=== Begin Enclosure ===

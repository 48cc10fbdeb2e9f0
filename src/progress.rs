//! Player progress: the highest unlocked level
//!
//! The puzzle core never touches storage; sessions talk to a [`ProgressStore`].
//! [`JsonProgress`] keeps the value in a small JSON file, [`MemoryProgress`]
//! is for tests and throwaway runs.

use std::fs::{self, File};
use std::io::{BufReader, BufWriter, ErrorKind, Write};
use std::path::{Path, PathBuf};

use log::{debug, info, warn};
use serde::{Deserialize, Serialize};
use serde_json::{Map, Value};

use crate::consts::{FIRST_LEVEL, PROGRESS_FILE};
use crate::error::Result;

/// Where the highest unlocked level is kept
pub trait ProgressStore {
    /// Highest unlocked level, at least 1
    fn max_level(&self) -> u32;

    /// Raise the stored level to `candidate` if it is higher.
    ///
    /// Returns whether the stored value changed.
    fn update_max_level_if_higher(&mut self, candidate: u32) -> Result<bool>;
}

fn first_level() -> u32 {
    FIRST_LEVEL
}

/// Persisted progress record.
///
/// The file is shared with other settings; keys this crate does not know are
/// kept in `extra` and written back untouched.
#[derive(Debug, Clone, PartialEq, Serialize, Deserialize)]
pub struct Progress {
    #[serde(default = "first_level")]
    pub max_level: u32,
    #[serde(flatten)]
    pub extra: Map<String, Value>,
}

impl Default for Progress {
    fn default() -> Self {
        Self {
            max_level: FIRST_LEVEL,
            extra: Map::new(),
        }
    }
}

impl Progress {
    /// Store a level, flooring at the first level
    pub fn set_max_level(&mut self, level: u32) {
        self.max_level = level.max(FIRST_LEVEL);
    }

    /// Returns true if the value was raised
    fn raise_to(&mut self, candidate: u32) -> bool {
        if candidate > self.max_level {
            self.set_max_level(candidate);
            true
        } else {
            false
        }
    }
}

/// In-memory store
#[derive(Debug, Clone, Default)]
pub struct MemoryProgress {
    progress: Progress,
}

impl MemoryProgress {
    pub fn new() -> Self {
        Self::default()
    }

    pub fn with_max_level(level: u32) -> Self {
        let mut progress = Progress::default();
        progress.set_max_level(level);
        Self { progress }
    }
}

impl ProgressStore for MemoryProgress {
    fn max_level(&self) -> u32 {
        self.progress.max_level
    }

    fn update_max_level_if_higher(&mut self, candidate: u32) -> Result<bool> {
        Ok(self.progress.raise_to(candidate))
    }
}

/// JSON-file store, written through on every change
#[derive(Debug, Clone)]
pub struct JsonProgress {
    /// Absolute path to the progress file
    path: PathBuf,
    progress: Progress,
}

impl JsonProgress {
    /// Open the progress file inside `data_dir`.
    ///
    /// A missing file starts from level 1. An unreadable or corrupt file is
    /// logged and also starts from level 1; it is overwritten on the next save.
    pub fn open(data_dir: impl AsRef<Path>) -> Self {
        let path = data_dir.as_ref().join(PROGRESS_FILE);
        debug!("Progress file: {path:?}");

        let progress = match Self::read(&path) {
            Ok(Some(progress)) => {
                info!("Loaded progress (max level {})", progress.max_level);
                progress
            }
            Ok(None) => {
                info!("No progress file found, starting fresh");
                Progress::default()
            }
            Err(e) => {
                warn!("Ignoring unreadable progress file {path:?}: {e}");
                Progress::default()
            }
        };

        Self { path, progress }
    }

    /// Read a progress file, `None` if it does not exist
    pub fn read(path: &Path) -> Result<Option<Progress>> {
        let file = match File::open(path) {
            Ok(f) => f,
            Err(e) if e.kind() == ErrorKind::NotFound => return Ok(None),
            Err(e) => return Err(e.into()),
        };
        let mut progress: Progress = serde_json::from_reader(BufReader::new(file))?;
        progress.set_max_level(progress.max_level);
        Ok(Some(progress))
    }

    /// Write the current progress, creating the data directory if needed
    pub fn save(&self) -> Result<()> {
        if let Some(dir) = self.path.parent() {
            fs::create_dir_all(dir)?;
        }
        let mut writer = BufWriter::new(File::create(&self.path)?);
        serde_json::to_writer(&mut writer, &self.progress)?;
        writer.flush()?;
        info!("Progress saved (max level {})", self.progress.max_level);
        Ok(())
    }

    pub fn path(&self) -> &Path {
        &self.path
    }
}

impl ProgressStore for JsonProgress {
    fn max_level(&self) -> u32 {
        self.progress.max_level
    }

    fn update_max_level_if_higher(&mut self, candidate: u32) -> Result<bool> {
        if !self.progress.raise_to(candidate) {
            return Ok(false);
        }
        self.save()?;
        Ok(true)
    }
}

=== End Enclosure ===

Problem details -> Write out only those lines that fall between the one containing "let file = match" and the end of the entries, the first and last included, exactly as they read.

Your solution ->
        let file = match File::open(path) {
            Ok(f) => f,
            Err(e) if e.kind() == ErrorKind::NotFound => return Ok(None),
            Err(e) => return Err(e.into()),
        };
        let mut progress: Progress = serde_json::from_reader(BufReader::new(file))?;
        progress.set_max_level(progress.max_level);
        Ok(Some(progress))
    }

    /// Write the current progress, creating the data directory if needed
    pub fn save(&self) -> Result<()> {
        if let Some(dir) = self.path.parent() {
            fs::create_dir_all(dir)?;
        }
        let mut writer = BufWriter::new(File::create(&self.path)?);
        serde_json::to_writer(&mut writer, &self.progress)?;
        writer.flush()?;
        info!("Progress saved (max level {})", self.progress.max_level);
        Ok(())
    }

    pub fn path(&self) -> &Path {
        &self.path
    }
}

impl ProgressStore for JsonProgress {
    fn max_level(&self) -> u32 {
        self.progress.max_level
    }

    fn update_max_level_if_higher(&mut self, candidate: u32) -> Result<bool> {
        if !self.progress.raise_to(candidate) {
            return Ok(false);
        }
        self.save()?;
        Ok(true)
    }
}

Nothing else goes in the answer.